コラム

オーナーの緊急会見、ファンも見守るライオンズの今後

2020年01月12日(日) 06:14


デトロイト・ライオンズのオーナーであるマーサ・ファイアストン・フォード【AP Photo/Mark Tenally】

現地12月17日、ライオンズのオーナーであるマーサ・フォードとその娘でチームの副会長を務めるシーラ・フォード・ハンプ、ロッド・ウッド社長が記者会見を開き、チームを売却する意向はないことを明らかにした。マーサはフランチャイズを手放すことを真剣に考えたことはないとしている。

ウッド社長は「チームを買収したいというアプローチを受けたことはある。しかし、真剣な交渉は行われなかったし、フォード家にはチームを所有し続けることを計画しており、成長に向けた計画もある」と語っている。ただ成長計画の詳細を問われたが、回答を拒否した。

ライオンズはマーサの夫で自動車メーカー、フォード・モーター副会長だったウィリアム・クレイ・フォードが1963年に買収し、オーナーとなった。2014年に同氏が亡くなると、マーサがオーナーに就いている。またマーサの子供4人は現在同等の副会長となっているが、近年はシーラがNFLのスーパーボウルおよびメジャーイベント委員会で委員を務めるなど実践的な役割を担ってきた。

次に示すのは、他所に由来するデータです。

mod cli;
mod config;
mod renderer;
mod session;
mod terminal;

use anyhow::{Context, Result};
use clap::Parser;
use std::future::Future;
use std::path::Path;
use std::sync::Arc;
use tracing::{debug, error, info, warn};

use dchat_core::config::{load_dotenv, Config};
use dchat_llm::create_tool_provider;
use dchat_tool_runtime::{
    builtin_registry, AgenticLoop, ApprovalSender, ConversationMessage, ToolExecutor, TurnEvent,
    TurnHandle, TurnOutcome,
};

use crate::cli::CliArgs;
use crate::config::CliConfig;
use crate::renderer::CallView;
use crate::session::Session;
use crate::terminal::Terminal;

#[tokio::main]
async fn main() -> Result<()> {
    tracing_subscriber::fmt()
        .with_env_filter(
            tracing_subscriber::EnvFilter::try_from_default_env()
                .unwrap_or_else(|_| tracing_subscriber::EnvFilter::new("warn")),
        )
        .with_target(false)
        .init();

    load_dotenv();
    let args = CliArgs::parse();
    let terminal = Terminal::new();

    let cli_config =
        CliConfig::load(args.config.as_deref()).context("failed to load configuration")?;
    let sessions_dir = CliConfig::ensure_sessions_dir()?;

    if args.list_sessions {
        let sessions = Session::list_all(&sessions_dir)?;
        terminal.print_sessions(&sessions)?;
        return Ok(());
    }

    let mut config = Config::from_env();
    cli_config.apply(&mut config, &args);
    config.validate().context("invalid configuration")?;
    config.log_summary();

    let provider = create_tool_provider(&config.llm).context("failed to create LLM provider")?;
    let registry =
        Arc::new(builtin_registry(&config.tools).context("failed to register built-in tools")?);
    let tool_names: Vec<String> = registry.list().into_iter().map(|d| d.name).collect();
    let executor = ToolExecutor::new(registry, cli_config.approval_policy());

    let mut session = if let Some(ref session_id) = args.session {
        info!(session = %session_id, "Resuming session");
        let mut loaded = Session::load(&sessions_dir, session_id)
            .with_context(|| format!("failed to load session '{}'", session_id))?;
        if args.system_prompt.is_some() {
            loaded.system_prompt = config.agent.system_prompt.clone();
        }
        terminal.print_info(&format!(
            "Resumed session: {} ({} messages)",
            loaded.name,
            loaded.messages.len()
        ))?;
        loaded
    } else {
        Session::new(
            config.llm.anthropic_model.clone(),
            config.agent.system_prompt.clone(),
        )
    };

    let mut agent = AgenticLoop::new(provider, executor)
        .with_agent_config(&config.agent)
        .with_temperature(config.llm.temperature)
        .with_max_tokens(config.llm.max_tokens);
    if let Some(ref prompt) = session.system_prompt {
        agent = agent.with_system_prompt(prompt.clone());
    }

    terminal.print_banner(&config.llm.anthropic_model, &tool_names)?;

    loop {
        let input = match terminal.read_input()? {
            Some(text) => text,
            None => {
                terminal.print_info("Goodbye.")?;
                break;
            }
        };

        if input.is_empty() {
            continue;
        }

        match run_turn(&agent, terminal, session.messages.clone(), &input).await {
            Ok(Some(outcome)) => {
                session.messages.push(ConversationMessage::user(input));
                session.messages.push(outcome.message);
            }
            Ok(None) => terminal.print_info("[turn abandoned]")?,
            Err(e) => {
                error!(error = %e, "Turn failed");
                terminal.print_error(&format!("{:#}", e))?;
            }
        }

        session.update_name_from_first_message();
        if let Err(e) = session.save(&sessions_dir) {
            warn!(error = %e, "Failed to auto-save session");
        }
    }

    save_final(&mut session, &sessions_dir, terminal)
}

enum Next<T> {
    Ready(T),
    Interrupted,
}

/// Drive one turn: render its events, answer approval prompts, and return
/// the finished assistant message. `None` when the operator abandoned it.
async fn run_turn(
    agent: &AgenticLoop,
    terminal: Terminal,
    history: Vec<ConversationMessage>,
    input: &str,
) -> Result<Option<TurnOutcome>> {
    let mut handle = agent.handle_turn(history, input);
    let approvals = handle.approvals();

    loop {
        let next = interruptible(handle.next_event(), tokio::signal::ctrl_c()).await;

        let event = match next {
            Next::Ready(Some(event)) => event,
            Next::Ready(None) => break,
            Next::Interrupted => return abandon(handle, approvals).await,
        };

        terminal.display_event(&event)?;

        let TurnEvent::ToolCallUpdate { call } = event else {
            continue;
        };
        let view = CallView::from(&call);
        let CallView::AwaitingDecision { id, .. } = &view else {
            continue;
        };
        let id = id.clone();
        let prompt = tokio::task::spawn_blocking(move || terminal.prompt_approval(&view));
        let approved = match interruptible(prompt, tokio::signal::ctrl_c()).await {
            Next::Ready(answer) => answer.context("approval prompt task failed")??,
            Next::Interrupted => {
                // the prompt's stdin read stays blocked and takes the next line
                terminal.print_info("\nPress Enter to continue.")?;
                return abandon(handle, approvals).await;
            }
        };
        if let Err(e) = approvals.submit_approval(id, approved).await {
            // the request expired while the prompt was open
            terminal.print_error(&e.to_string())?;
        }
    }

    drop(approvals);
    let outcome = handle.join().await.context("turn failed")?;
    debug!(reason = ?outcome.reason, steps = outcome.steps, "Turn complete");
    Ok(Some(outcome))
}

/// Wait for `work` unless `interrupt` fires first.
async fn interruptible<F, I>(work: F, interrupt: I) -> Next<F::Output>
where
    F: Future,
    I: Future,
{
    tokio::select! {
        output = work => Next::Ready(output),
        _ = interrupt => Next::Interrupted,
    }
}

/// Stop a turn on Ctrl+C. Pending approvals are rejected and the runner
/// stops after the current step.
async fn abandon(handle: TurnHandle, approvals: ApprovalSender) -> Result<Option<TurnOutcome>> {
    drop(approvals);
    let result = handle.abandon().await;
    debug!(?result, "Abandoned turn finished");
    Ok(None)
}

fn save_final(session: &mut Session, dir: &Path, terminal: Terminal) -> Result<()> {
    session.update_name_from_first_message();
    match session.save(dir) {
        Ok(_) => terminal.print_info(&format!("Session saved: {}", session.id)),
        Err(e) => terminal.print_error(&format!("Failed to save session: {}", e)),
    }
}
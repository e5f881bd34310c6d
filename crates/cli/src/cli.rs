use clap::Parser;

/// Terminal chat client with tool calls and human approval.
///
/// Settings come from the environment (and `.env`), then the config file,
/// then these flags.
#[derive(Parser, Debug)]
#[command(name = "dchat", about = "Chat with an LLM that calls tools after your approval")]
pub struct CliArgs {
    /// Model name override
    #[arg(long)]
    pub model: Option<String>,

    /// API key (overrides env var and config file)
    #[arg(long)]
    pub api_key: Option<String>,

    /// Path to config file (default: ~/.config/dchat/config.toml)
    #[arg(long)]
    pub config: Option<String>,

    /// Resume a previous session by name or ID
    #[arg(long)]
    pub session: Option<String>,

    /// List all saved sessions
    #[arg(long)]
    pub list_sessions: bool,

    /// System prompt override
    #[arg(long)]
    pub system_prompt: Option<String>,

    /// Maximum model steps per turn
    #[arg(long)]
    pub max_steps: Option<u32>,

    /// Seconds to wait for an approval before rejecting the call (0 waits forever)
    #[arg(long)]
    pub approval_timeout: Option<u64>,
}

#[cfg(test)]
mod tests {
    use super::*;

    #[test]
    fn test_parse_flags() {
        let args = CliArgs::parse_from([
            "dchat",
            "--model",
            "claude-test",
            "--max-steps",
            "3",
            "--session",
            "weather",
        ]);
        assert_eq!(args.model.as_deref(), Some("claude-test"));
        assert_eq!(args.max_steps, Some(3));
        assert_eq!(args.session.as_deref(), Some("weather"));
        assert!(!args.list_sessions);
        assert!(args.approval_timeout.is_none());
    }
}
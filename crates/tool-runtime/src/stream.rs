use serde::{Deserialize, Serialize};

/// One model step as a flat event stream. Providers translate their wire
/// format into these; the turn runner consumes nothing else.
#[derive(Debug, Clone, PartialEq, Serialize, Deserialize)]
pub enum StreamEvent {
    /// A chunk of text from the assistant
    TextDelta {
        text: String,
    },
    /// A chunk of model reasoning (extended thinking)
    ReasoningDelta {
        text: String,
    },
    /// Start of a tool call (LLM wants to execute a tool)
    ToolCallStart {
        id: String,
        name: String,
    },
    /// Incremental JSON argument data for a tool call
    ToolCallDelta {
        id: String,
        arguments_delta: String,
    },
    /// Tool call arguments are complete
    ToolCallEnd {
        id: String,
    },
    /// The entire message is complete
    MessageEnd {
        stop_reason: StopReason,
    },
    /// An error occurred during streaming
    Error {
        message: String,
    },
}

#[derive(Debug, Clone, Serialize, Deserialize, PartialEq, Eq)]
pub enum StopReason {
    /// Normal end of response
    EndTurn,
    /// Model wants to use tools
    ToolUse,
    /// Hit max tokens limit
    MaxTokens,
    /// Stopped by stop sequence
    StopSequence,
}
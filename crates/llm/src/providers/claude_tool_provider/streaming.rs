//! [`ToolAwareLlmProvider`] trait implementation for the Claude streaming API.

use async_trait::async_trait;
use futures::stream::{self, Stream, StreamExt};
use serde_json::{json, Value};
use std::collections::VecDeque;
use std::pin::Pin;
use tracing::{debug, warn};

use dchat_tool_runtime::{
    conversation::ConversationMessage,
    provider::{EventStream, LlmError, ToolAwareLlmProvider},
    stream::StreamEvent,
    tool::ToolDefinition,
};

use super::sse::{BlockTracker, SseDecoder};
use super::translate::{messages_to_claude, tool_definition_to_claude};

const ANTHROPIC_VERSION: &str = "2023-06-01";
const DEFAULT_RETRY_AFTER_SECS: u64 = 30;

/// Claude (Anthropic) provider with streaming tool-use support.
///
/// Uses the Anthropic Messages API (`/v1/messages`) with `stream: true` to emit
/// incremental [`StreamEvent`]s that the agentic loop can consume.
pub struct ClaudeToolProvider {
    client: reqwest::Client,
    api_key: String,
    model: String,
    base_url: String,
}

impl ClaudeToolProvider {
    /// Create a new Claude tool provider.
    ///
    /// # Arguments
    /// * `api_key` - Anthropic API key
    /// * `model` - Model name (e.g. `"claude-sonnet-4-20250514"`)
    /// * `base_url` - API base URL (e.g. `"https://api.anthropic.com"`)
    pub fn new(api_key: String, model: String, base_url: String) -> Self {
        Self {
            client: reqwest::Client::new(),
            api_key,
            model,
            base_url: base_url.trim_end_matches('/').to_string(),
        }
    }

    pub fn model(&self) -> &str {
        &self.model
    }

    fn request_body(
        &self,
        messages: &[ConversationMessage],
        system_prompt: Option<String>,
        tools: &[ToolDefinition],
        temperature: f32,
        max_tokens: u32,
    ) -> Value {
        let translated = messages_to_claude(messages);
        let api_tools: Vec<Value> = tools.iter().map(tool_definition_to_claude).collect();

        let mut body = json!({
            "model": self.model,
            "messages": translated.messages,
            "temperature": temperature,
            "max_tokens": max_tokens,
            "stream": true,
        });

        if !api_tools.is_empty() {
            body["tools"] = json!(api_tools);
        }

        let system: Vec<String> = system_prompt.into_iter().chain(translated.system).collect();
        if !system.is_empty() {
            body["system"] = json!(system.join("\n\n"));
        }
        body
    }
}

type ByteStream = Pin<Box<dyn Stream<Item = Result<bytes::Bytes, reqwest::Error>> + Send>>;

struct State {
    bytes: ByteStream,
    decoder: SseDecoder,
    tracker: BlockTracker,
    pending: VecDeque<StreamEvent>,
    finished: bool,
}

/// Turn an SSE byte stream into [`StreamEvent`]s, preserving arrival order.
pub(super) fn decode_events(bytes: ByteStream) -> EventStream {
    let state = State {
        bytes,
        decoder: SseDecoder::new(),
        tracker: BlockTracker::new(),
        pending: VecDeque::new(),
        finished: false,
    };

    let events = stream::unfold(state, |mut state| async move {
        loop {
            if let Some(event) = state.pending.pop_front() {
                return Some((Ok(event), state));
            }
            if state.finished {
                return None;
            }
            match state.bytes.next().await {
                Some(Ok(chunk)) => {
                    for frame in state.decoder.push(&chunk) {
                        let events = state.tracker.translate(&frame);
                        state.pending.extend(events);
                    }
                }
                Some(Err(e)) => {
                    state.finished = true;
                    return Some((Err(LlmError::StreamError(e.to_string())), state));
                }
                None => {
                    state.finished = true;
                    if let Some(frame) = state.decoder.finish() {
                        let events = state.tracker.translate(&frame);
                        state.pending.extend(events);
                    }
                }
            }
        }
    });
    Box::pin(events)
}

fn retry_after(headers: &reqwest::header::HeaderMap, body: &str) -> u64 {
    headers
        .get(reqwest::header::RETRY_AFTER)
        .and_then(|v| v.to_str().ok())
        .and_then(|v| v.trim().parse().ok())
        .or_else(|| {
            serde_json::from_str::<Value>(body)
                .ok()
                .and_then(|v| v["error"]["retry_after_secs"].as_u64())
        })
        .unwrap_or(DEFAULT_RETRY_AFTER_SECS)
}

#[async_trait]
impl ToolAwareLlmProvider for ClaudeToolProvider {
    async fn stream_with_tools(
        &self,
        messages: Vec<ConversationMessage>,
        system_prompt: Option<String>,
        tools: Vec<ToolDefinition>,
        temperature: f32,
        max_tokens: u32,
    ) -> Result<EventStream, LlmError> {
        let url = format!("{}/v1/messages", self.base_url);
        let body = self.request_body(&messages, system_prompt, &tools, temperature, max_tokens);

        debug!(model = %self.model, url = %url, messages = messages.len(), "starting Claude streaming request");

        let response = self
            .client
            .post(&url)
            .header("x-api-key", &self.api_key)
            .header("anthropic-version", ANTHROPIC_VERSION)
            .header("Content-Type", "application/json")
            .json(&body)
            .send()
            .await
            .map_err(|e| LlmError::NetworkError(e.to_string()))?;

        let status = response.status();
        if !status.is_success() {
            let headers = response.headers().clone();
            let body_text = response.text().await.unwrap_or_default();
            warn!(status = status.as_u16(), "Claude request rejected");
            return Err(match status.as_u16() {
                401 => LlmError::AuthError,
                429 => LlmError::RateLimited {
                    retry_after_secs: retry_after(&headers, &body_text),
                },
                code => LlmError::ApiError {
                    status: code,
                    message: body_text,
                },
            });
        }

        Ok(decode_events(Box::pin(response.bytes_stream())))
    }

    fn provider_name(&self) -> &str {
        "claude"
    }
}
//! Runs cleared tool calls and turns every failure into a structured result.

use std::any::Any;
use std::sync::Arc;
use std::time::Duration;

use tracing::{debug, warn};

use crate::approval::{ApprovalGate, ApprovalPolicy, GateDecision};
use crate::registry::{RegistryError, ToolRegistry};
use crate::tool::{ToolCall, ToolContext, ToolError, ToolResult};

#[derive(Clone)]
pub struct ToolExecutor {
    registry: Arc<ToolRegistry>,
    gate: ApprovalGate,
    timeout: Option<Duration>,
}

impl ToolExecutor {
    pub fn new(registry: Arc<ToolRegistry>, policy: ApprovalPolicy) -> Self {
        let gate = ApprovalGate::new(registry.clone(), policy);
        Self {
            registry,
            gate,
            timeout: None,
        }
    }

    /// Give up waiting on a tool after `timeout`. The tool task itself keeps
    /// running to completion; only its result is discarded.
    pub fn with_timeout(mut self, timeout: Duration) -> Self {
        self.timeout = Some(timeout);
        self
    }

    pub fn registry(&self) -> &Arc<ToolRegistry> {
        &self.registry
    }

    pub fn gate(&self) -> &ApprovalGate {
        &self.gate
    }

    /// Lookup, validation and gating for a freshly proposed call.
    pub fn prepare(&self, call: &ToolCall) -> Result<GateDecision, ToolError> {
        let tool = self.registry.lookup(&call.name).map_err(|e| match e {
            RegistryError::UnknownTool(name) => ToolError::UnknownTool(name),
            other => ToolError::ExecutionFailed(other.to_string()),
        })?;
        tool.validate(&call.input)?;
        Ok(crate::approval::decide(
            tool.as_ref(),
            self.gate.policy().level_for(&call.name),
            &call.input,
        ))
    }

    /// Execute a call. Never fails: unknown tools, invalid input, tool
    /// errors and panics all come back as `{"error": ...}` results.
    pub async fn execute(&self, call: &ToolCall) -> ToolResult {
        let tool = match self.registry.get(&call.name) {
            Some(tool) => tool,
            None => {
                return ToolResult::error(
                    &call.id,
                    ToolError::UnknownTool(call.name.clone()).to_string(),
                )
            }
        };
        if let Err(e) = tool.validate(&call.input) {
            return ToolResult::error(&call.id, e.to_string());
        }

        debug!(tool = %call.name, id = %call.id, "executing tool");
        let context = ToolContext {
            tool_call_id: call.id.clone(),
        };
        let input = call.input.clone();
        // Spawned so the tool finishes even if this future is dropped.
        let handle = tokio::spawn(async move { tool.execute(input, &context).await });

        let joined = match self.timeout {
            Some(limit) => match tokio::time::timeout(limit, handle).await {
                Ok(joined) => joined,
                Err(_) => {
                    warn!(tool = %call.name, id = %call.id, ?limit, "tool timed out");
                    return ToolResult::error(&call.id, ToolError::Timeout(limit).to_string());
                }
            },
            None => handle.await,
        };

        match joined {
            Ok(Ok(output)) => ToolResult::success(&call.id, output),
            Ok(Err(e)) => {
                warn!(tool = %call.name, id = %call.id, error = %e, "tool failed");
                ToolResult::error(&call.id, e.to_string())
            }
            Err(e) if e.is_panic() => {
                let message = panic_message(e.into_panic());
                warn!(tool = %call.name, id = %call.id, panic = %message, "tool panicked");
                ToolResult::error(&call.id, format!("Tool panicked: {message}"))
            }
            Err(_) => ToolResult::error(&call.id, "Tool task was cancelled"),
        }
    }
}

fn panic_message(payload: Box<dyn Any + Send>) -> String {
    if let Some(s) = payload.downcast_ref::<&str>() {
        s.to_string()
    } else if let Some(s) = payload.downcast_ref::<String>() {
        s.clone()
    } else {
        "unknown panic".to_string()
    }
}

ではなぜそのフォード家がこのような会見を開くことになったのか。それは会見の直前にフォード家がライオンズをインターネット通販大手アマゾン・ドット・コムの創業者で最高経営責任者(CEO)のジェフ・ベゾス氏に売却するのでは、という希望的観測が広がっていたためだ。

なぜ「希望的」かというとライオンズファンの間でフォード家から新たなオーナーに移ることでチームを再生して欲しいという声が高まっているからである。1963年以降、ライオンズは低迷している期間が長い。プレーオフでは1勝しかしていないし、最後に地区優勝したのは1994年だ。今シーズンも第16週までで3勝11敗1分、8連敗中である。この低迷の原因はフォード家のまずい運営にあるというのだ。

実際、先月15日のバッカニアーズ戦では会場となったフォード・フィールドのゴールポスト後方に、マーサの顔写真と「チームを売れ」という文字の入ったバナーが、同じコピーの入ったTシャツを着た地元アパレル会社の社員によって掲げられる事態まで起こっている。

さらに以前紹介したが、大富豪のベゾス氏がNFLチームのオーナーになることに意欲を示しているとの報道も出ていた。

そうした状況の中で、今回の売却のうわさを一気に広めたのがデトロイトの地元テレビ局でスポーツアンカーを務めるエリ・ザレット氏のポッドキャストだった。16日の配信の中で同氏は信頼の置ける消息筋からの情報として、2020年中にベゾス氏がライオンズを買収するだろうという予想を披露したのである。さらにベゾス氏が少なくとも2回デトロイトに滞在し、ライオンズの買収について真剣な話し合いをしているとも語っている。

これが急速に広まり、真実味を持って語られるようになったことを受けての会見となったのだ。会見でウッド社長は地元のイベントでベゾス氏に1度だけ会ったことはあるものの、買収とは無関係だったとした。

マーサ・オーナーは現在94歳と高齢だ。果たしてフォード家は本当に売却の意向がなく、今後もライオンズを所有、運営を続けるのか。ファンの動向も合わせ、まだその行く末は見通せない。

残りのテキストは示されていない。